Steve told us repeatedly before we even visited North Carolina for the first time that we absolutely had to try a burrito at Cosmic Cantina. With locations on Chapel Hill’s Franklin Street and Durham’s 9th Street, it is a college student favorite, and we tend to think they’re onto something. Entering through a street level door surrounded by tagged electrical boxes and plain white brick, a hungry visitor must climb a brightly painted, Oz-esque stairway to reach the small, second floor restaurant. This, along with the mismatched decor and simple ordering process, makes it feel like you’ve discovered something – a secret burrito jackpot with authentic flavors and great prices. What more can you ask for? If you have any trouble finding the place, just look for the giant sign on the front of the building that reads, “The Best Mexican Food on the Planet”.

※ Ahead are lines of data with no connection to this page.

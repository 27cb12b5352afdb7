//! Derived hostel status reporting
//!
//! Always recomputed from live room state; the snapshot is never
//! authoritative and never cached.

use std::collections::BTreeMap;

use serde::{Deserialize, Serialize};

use crate::hostel::registry::Hostel;
use crate::hostel::room::ROOM_CAPACITY;

/// Aggregate occupancy snapshot with a per-building breakdown
#[derive(Debug, Clone, PartialEq, Serialize, Deserialize)]
pub struct HostelStatus {
    pub total_rooms: usize,
    pub occupied_rooms: usize,
    pub available_rooms: usize,
    pub total_slots: usize,
    pub occupied_slots: usize,
    pub available_slots: usize,
    pub buildings: BTreeMap<String, BuildingStatus>,
}

#[derive(Debug, Clone, PartialEq, Serialize, Deserialize)]
pub struct BuildingStatus {
    pub floors: BTreeMap<String, FloorStatus>,
}

#[derive(Debug, Clone, PartialEq, Serialize, Deserialize)]
pub struct FloorStatus {
    pub total_rooms: usize,
    pub available_rooms: usize,
    pub available_slots: usize,
    pub rooms: Vec<RoomStatus>,
}

#[derive(Debug, Clone, PartialEq, Serialize, Deserialize)]
pub struct RoomStatus {
    pub room_id: String,
    pub occupied_by: Vec<String>,
    pub available_slots: usize,
}

/// Walk every building, floor, and room and total up occupancy.
pub fn hostel_status(hostel: &Hostel) -> HostelStatus {
    let mut status = HostelStatus {
        total_rooms: 0,
        occupied_rooms: 0,
        available_rooms: 0,
        total_slots: 0,
        occupied_slots: 0,
        available_slots: 0,
        buildings: BTreeMap::new(),
    };

    for building in hostel.buildings() {
        let mut building_status = BuildingStatus {
            floors: BTreeMap::new(),
        };

        for floor in &building.floors {
            let rooms: Vec<RoomStatus> = floor
                .rooms()
                .iter()
                .map(|room| RoomStatus {
                    room_id: room.room_id(),
                    occupied_by: room.occupants(),
                    available_slots: room.available_slots(),
                })
                .collect();

            let floor_status = FloorStatus {
                total_rooms: floor.rooms().len(),
                available_rooms: floor.available_rooms().count(),
                available_slots: floor.total_available_slots(),
                rooms,
            };

            status.total_rooms += floor_status.total_rooms;
            status.available_rooms += floor_status.available_rooms;
            status.total_slots += floor_status.total_rooms * ROOM_CAPACITY;
            status.available_slots += floor_status.available_slots;

            building_status
                .floors
                .insert(floor.floor_id(), floor_status);
        }

        status.buildings.insert(building.code.clone(), building_status);
    }

    status.occupied_rooms = status.total_rooms - status.available_rooms;
    status.occupied_slots = status.total_slots - status.available_slots;
    status
}

#[cfg(test)]
mod tests {
    use super::*;
    use crate::hostel::layout::HostelLayout;

    #[test]
    fn fresh_standard_status() {
        let hostel = Hostel::from_layout(&HostelLayout::standard()).unwrap();
        let status = hostel_status(&hostel);

        assert_eq!(status.total_rooms, 108);
        assert_eq!(status.total_slots, 216);
        assert_eq!(status.occupied_rooms, 0);
        assert_eq!(status.occupied_slots, 0);
        assert_eq!(status.available_slots, 216);
        assert_eq!(status.buildings.len(), 2);
        assert_eq!(status.buildings["A"].floors.len(), 4);
        assert_eq!(status.buildings["B"].floors.len(), 2);
    }

    #[test]
    fn claims_show_up_in_totals_and_breakdown() {
        let mut hostel = Hostel::from_layout(&HostelLayout::standard()).unwrap();
        hostel
            .lookup_room_mut("B1-001")
            .unwrap()
            .claim(&"R001".to_string());

        let status = hostel_status(&hostel);
        assert_eq!(status.occupied_rooms, 1);
        assert_eq!(status.occupied_slots, 2);

        let floor = &status.buildings["B"].floors["B1"];
        assert_eq!(floor.available_rooms, 23);
        assert_eq!(floor.available_slots, 46);

        let room = floor.rooms.iter().find(|r| r.room_id == "B1-001").unwrap();
        assert_eq!(room.available_slots, 0);
        assert_eq!(room.occupied_by.len(), 2);
    }
}
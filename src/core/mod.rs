pub mod error;
pub mod types;

pub use error::{Result, WardenError};
pub use types::{RollNumber, RoomNumber, RoomRef};
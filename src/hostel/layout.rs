//! Hostel layout configuration
//!
//! The layout is an explicit value handed to system construction rather
//! than a hard-coded global, so tests can run against small synthetic
//! topologies. `HostelLayout::standard()` is the production topology;
//! alternate layouts can also be read from TOML files.

use std::collections::HashSet;
use std::path::Path;

use serde::{Deserialize, Serialize};

use crate::core::error::{Result, WardenError};
use crate::core::types::RoomNumber;

/// Full hostel topology: an ordered list of buildings
#[derive(Debug, Clone, PartialEq, Eq, Serialize, Deserialize)]
pub struct HostelLayout {
    pub buildings: Vec<BuildingLayout>,
}

#[derive(Debug, Clone, PartialEq, Eq, Serialize, Deserialize)]
pub struct BuildingLayout {
    /// Building code, e.g. "A"
    pub code: String,
    pub floors: Vec<FloorLayout>,
}

#[derive(Debug, Clone, PartialEq, Eq, Serialize, Deserialize)]
pub struct FloorLayout {
    /// Floor label within the building, e.g. "0" (floor id becomes "A0")
    pub label: String,
    /// Zero-padded room-number labels, e.g. "001"
    pub rooms: Vec<String>,
}

impl HostelLayout {
    /// The fixed production topology.
    ///
    /// Building A has four floors of 15 rooms each with non-contiguous
    /// number ranges; Building B has two floors of 24 contiguous rooms.
    pub fn standard() -> Self {
        let building_a_floors = [
            (
                "0",
                vec![
                    "001", "002", "003", "004", "005", "013", "014", "015", "016", "017",
                    "022", "023", "024", "025", "026",
                ],
            ),
            (
                "1",
                vec![
                    "101", "102", "103", "104", "105", "114", "115", "116", "117", "118",
                    "122", "123", "124", "125", "126",
                ],
            ),
            (
                "2",
                vec![
                    "201", "202", "203", "204", "205", "214", "215", "216", "217", "218",
                    "221", "222", "223", "224", "225",
                ],
            ),
            (
                "3",
                vec![
                    "301", "302", "303", "304", "305", "314", "315", "316", "317", "318",
                    "319", "320", "321", "322", "323",
                ],
            ),
        ];

        let building_a = BuildingLayout {
            code: "A".to_string(),
            floors: building_a_floors
                .into_iter()
                .map(|(label, rooms)| FloorLayout {
                    label: label.to_string(),
                    rooms: rooms.into_iter().map(String::from).collect(),
                })
                .collect(),
        };

        let building_b = BuildingLayout {
            code: "B".to_string(),
            floors: ["1", "2"]
                .into_iter()
                .map(|label| FloorLayout {
                    label: label.to_string(),
                    rooms: (1..=24).map(|i| format!("{:03}", i)).collect(),
                })
                .collect(),
        };

        Self {
            buildings: vec![building_a, building_b],
        }
    }

    /// Parse a layout from TOML text.
    pub fn from_toml_str(text: &str) -> Result<Self> {
        let layout: HostelLayout = toml::from_str(text)?;
        layout.validate()?;
        Ok(layout)
    }

    /// Read a layout from a TOML file on disk.
    pub fn from_file(path: &Path) -> Result<Self> {
        let text = std::fs::read_to_string(path)?;
        Self::from_toml_str(&text)
    }

    /// Structural validation: numeric room labels, no duplicate floors or
    /// room numbers, nothing empty.
    pub fn validate(&self) -> Result<()> {
        if self.buildings.is_empty() {
            return Err(WardenError::MalformedLayout(
                "layout defines no buildings".to_string(),
            ));
        }

        let mut floor_ids = HashSet::new();
        for building in &self.buildings {
            if building.code.is_empty() {
                return Err(WardenError::MalformedLayout(
                    "building with empty code".to_string(),
                ));
            }
            for floor in &building.floors {
                let floor_id = format!("{}{}", building.code, floor.label);
                if !floor_ids.insert(floor_id.clone()) {
                    return Err(WardenError::MalformedLayout(format!(
                        "duplicate floor id: {}",
                        floor_id
                    )));
                }
                if floor.rooms.is_empty() {
                    return Err(WardenError::MalformedLayout(format!(
                        "floor {} has no rooms",
                        floor_id
                    )));
                }
                let mut numbers = HashSet::new();
                for label in &floor.rooms {
                    let number = RoomNumber::parse(label)?;
                    if !numbers.insert(number) {
                        return Err(WardenError::MalformedLayout(format!(
                            "duplicate room number {} on floor {}",
                            number, floor_id
                        )));
                    }
                }
            }
        }
        Ok(())
    }
}

#[cfg(test)]
mod tests {
    use super::*;

    #[test]
    fn standard_layout_shape() {
        let layout = HostelLayout::standard();
        layout.validate().unwrap();

        assert_eq!(layout.buildings.len(), 2);

        let a = &layout.buildings[0];
        assert_eq!(a.code, "A");
        assert_eq!(a.floors.len(), 4);
        assert!(a.floors.iter().all(|f| f.rooms.len() == 15));

        let b = &layout.buildings[1];
        assert_eq!(b.code, "B");
        assert_eq!(b.floors.len(), 2);
        assert!(b.floors.iter().all(|f| f.rooms.len() == 24));

        // 108 rooms, 216 slots in total
        let total_rooms: usize = layout
            .buildings
            .iter()
            .flat_map(|b| &b.floors)
            .map(|f| f.rooms.len())
            .sum();
        assert_eq!(total_rooms, 108);
    }

    #[test]
    fn toml_layout_round_trip() {
        let text = r#"
            [[buildings]]
            code = "X"

            [[buildings.floors]]
            label = "1"
            rooms = ["001", "002", "005"]
        "#;
        let layout = HostelLayout::from_toml_str(text).unwrap();
        assert_eq!(layout.buildings.len(), 1);
        assert_eq!(layout.buildings[0].floors[0].rooms.len(), 3);
    }

    #[test]
    fn non_numeric_room_label_is_rejected() {
        let text = r#"
            [[buildings]]
            code = "X"

            [[buildings.floors]]
            label = "1"
            rooms = ["001", "two"]
        "#;
        let err = HostelLayout::from_toml_str(text).unwrap_err();
        assert!(matches!(err, WardenError::MalformedLayout(_)));
    }

    #[test]
    fn duplicate_room_number_is_rejected() {
        let text = r#"
            [[buildings]]
            code = "X"

            [[buildings.floors]]
            label = "1"
            rooms = ["001", "1"]
        "#;
        assert!(HostelLayout::from_toml_str(text).is_err());
    }
}
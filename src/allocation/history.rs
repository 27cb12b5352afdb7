//! Append-only ledger of past allocations

use std::collections::BTreeMap;

use chrono::{DateTime, Utc};
use serde::{Deserialize, Serialize};
use uuid::Uuid;

use crate::core::types::RollNumber;

/// Roll number -> room id mapping produced by one allocation call
pub type AllocationMap = BTreeMap<RollNumber, String>;

/// One completed allocation, immutable once recorded
#[derive(Debug, Clone, PartialEq, Serialize, Deserialize)]
pub struct AllocationEvent {
    pub id: Uuid,
    /// ISO-8601 in serialized form
    pub timestamp: DateTime<Utc>,
    pub group_size: usize,
    pub allocation: AllocationMap,
}

/// Append-only allocation history, serialized as a plain event list
#[derive(Debug, Clone, Default, PartialEq, Serialize, Deserialize)]
#[serde(transparent)]
pub struct HistoryLog {
    pub events: Vec<AllocationEvent>,
}

impl HistoryLog {
    pub fn new() -> Self {
        Self::default()
    }

    /// Record a completed allocation with the current wall-clock time.
    pub fn record(&mut self, group_size: usize, allocation: AllocationMap) {
        self.events.push(AllocationEvent {
            id: Uuid::new_v4(),
            timestamp: Utc::now(),
            group_size,
            allocation,
        });
    }

    pub fn len(&self) -> usize {
        self.events.len()
    }

    pub fn is_empty(&self) -> bool {
        self.events.is_empty()
    }

    pub fn clear(&mut self) {
        self.events.clear();
    }
}
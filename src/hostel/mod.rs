//! Hostel data model - rooms, floors, buildings, and their layout

pub mod floor;
pub mod layout;
pub mod registry;
pub mod room;

pub use floor::Floor;
pub use layout::{BuildingLayout, FloorLayout, HostelLayout};
pub use registry::{Building, Hostel};
pub use room::{Room, Slot, ROOM_CAPACITY};
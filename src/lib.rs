//! Hostel Warden - dormitory room allocation core

pub mod allocation;
pub mod core;
pub mod hostel;
pub mod state;
pub mod status;
pub mod system;

pub use crate::core::error::{Result, WardenError};
pub use crate::system::HostelSystem;
#[cfg(test)]
mod tests {
    use super::*;

    #[test]
    fn anonymous_grow_in_place() {
        let region = Region::anonymous(Region::MIN_SIZE).unwrap();
        let len = region.len();
        region
            .pinned(|| {
                region.ensure(len + 10 * PAGE_SIZE, 8)?;
                Ok(())
            })
            .unwrap();
        assert!(region.len() > len);
    }

    #[test]
    fn pinned_recovers_from_resize_signal() {
        let region = Region::anonymous(Region::MIN_SIZE).unwrap();
        let mut attempts = 0;
        let r: u32 = region
            .pinned(|| {
                attempts += 1;
                if attempts == 1 {
                    Err(Error::RegionResize {
                        size: region.len() + PAGE_SIZE,
                        can_shrink: false,
                    })
                } else {
                    Ok(7)
                }
            })
            .unwrap();
        assert_eq!(r, 7);
        assert_eq!(attempts, 2);
    }

    #[test]
    fn gc_lock_lifecycle() {
        let region = Region::anonymous(Region::MIN_SIZE).unwrap();
        assert!(region.allocate_gc_lock(0).is_err());
        let l = region.allocate_gc_lock(3).unwrap();
        l.lock_shared();
        l.unlock_shared();
        assert!(region.allocate_gc_lock(3).is_err());
        region.unlink_gc_lock(3).unwrap();
        region.allocate_gc_lock(3).unwrap();
    }
}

Duke Chapel, designed by Julian Abele in 1925 and constructed in the early 30s, is an absolute must see landmark of the Triangle. The Chapel is located at Duke University’s West Campus towering above an already beautiful region of the city as a breathtaking masterpiece that leaves anyone standing at its base in pure awe. Inside, three separate pipe organs containing a combined 12,893 pipes, play chords that beyond being heard can be felt vibrating in your core. Walking directly under the second largest of these and into the nave, the ceiling suddenly rises 73 feet above displaying some of the 77 stained-glass windows, which, as though the grandness of the architecture surrounding them were somehow lacking in ornamentation, were constructed using over a million pieces of colored glass. The Chapel’s mission, among other things, seeks to “[build] accountable communities that embody and practice the virtues of faith, hope, and love”, and their public stances on local issues certainly exemplify those values.